GIVEN DATA »
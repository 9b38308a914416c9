//! Error types and result aliases for hlsync operations.
//!
//! Provides a unified error type that covers all error conditions
//! across the hlsync crates with actionable error messages.

use std::path::PathBuf;
use thiserror::Error;

/// Unified error type for all hlsync operations
#[derive(Error, Debug)]
pub enum HlsyncError {
    // Setup errors: these abort the run before any entry is processed
    #[error("source directory '{}' does not exist", .path.display())]
    SourceNotFound { path: PathBuf },

    #[error("failed to create destination directory '{}'", .path.display())]
    DestDirCreate {
        path: PathBuf,
        #[source]
        source: std::io::Error,
    },

    // Tooling errors: the run continues in degraded mode
    #[error("hardlink utility '{tool}' is not available")]
    ToolUnavailable { tool: String },

    // Entry errors: isolated to a single entry, the pass continues
    #[error("failed to hardlink '{}' to '{}': {message}", .from.display(), .to.display())]
    LinkFailed {
        from: PathBuf,
        to: PathBuf,
        message: String,
    },

    #[error("failed to remove link at '{}': {message}", .path.display())]
    UnlinkFailed { path: PathBuf, message: String },

    #[error("destination '{}' is contained in source '{}'", .dest.display(), .source_path.display())]
    SelfContained { source_path: PathBuf, dest: PathBuf },

    // IO errors
    #[error("IO error: {message}")]
    Io {
        message: String,
        #[source]
        source: std::io::Error,
    },
}

/// Result type alias for hlsync operations
pub type SyncResult<T> = Result<T, HlsyncError>;

impl HlsyncError {
    /// Create an IO error from std::io::Error
    pub fn io(message: String, source: std::io::Error) -> Self {
        Self::Io { message, source }
    }

    /// Check if this error aborts the whole run or only one entry
    pub fn is_setup(&self) -> bool {
        matches!(
            self,
            HlsyncError::SourceNotFound { .. } | HlsyncError::DestDirCreate { .. }
        )
    }

    /// Get a user-friendly suggestion for fixing this error
    pub fn suggestion(&self) -> Option<&'static str> {
        match self {
            HlsyncError::SourceNotFound { .. } => {
                Some("Check the path spelling; the source must exist before linking")
            }
            HlsyncError::ToolUnavailable { .. } => {
                Some("Install the 'hln' utility (brew install hardlink-osx) to link directories")
            }
            HlsyncError::LinkFailed { .. } => {
                Some("Hardlinks cannot cross filesystem boundaries; keep source and destination on one device")
            }
            HlsyncError::SelfContained { .. } => {
                Some("Pick a destination outside of the source directory")
            }
            _ => None,
        }
    }
}

#[cfg(test)]
mod tests {
    use super::*;
    use std::path::Path;

    #[test]
    fn test_setup_errors_abort() {
        let err = HlsyncError::SourceNotFound {
            path: PathBuf::from("/missing"),
        };
        assert!(err.is_setup());

        let err = HlsyncError::LinkFailed {
            from: PathBuf::from("/a"),
            to: PathBuf::from("/b"),
            message: "cross-device".to_string(),
        };
        assert!(!err.is_setup());
    }

    #[test]
    fn test_suggestions() {
        let err = HlsyncError::SelfContained {
            source_path: Path::new("/a/b").to_path_buf(),
            dest: Path::new("/a/b/c").to_path_buf(),
        };
        assert!(err.suggestion().is_some());

        let err = HlsyncError::io(
            "read failed".to_string(),
            std::io::Error::new(std::io::ErrorKind::Other, "boom"),
        );
        assert!(err.suggestion().is_none());
    }
}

WORK TO BE COMPLETED »
Only the lines from the start of the material through the line containing "use std::path::PathBuf;" belong in the answer, each copied exactly.

RESPONSE »
repository 9b38308a914416c9
//! Error types and result aliases for hlsync operations.
//!
//! Provides a unified error type that covers all error conditions
//! across the hlsync crates with actionable error messages.

use std::path::PathBuf;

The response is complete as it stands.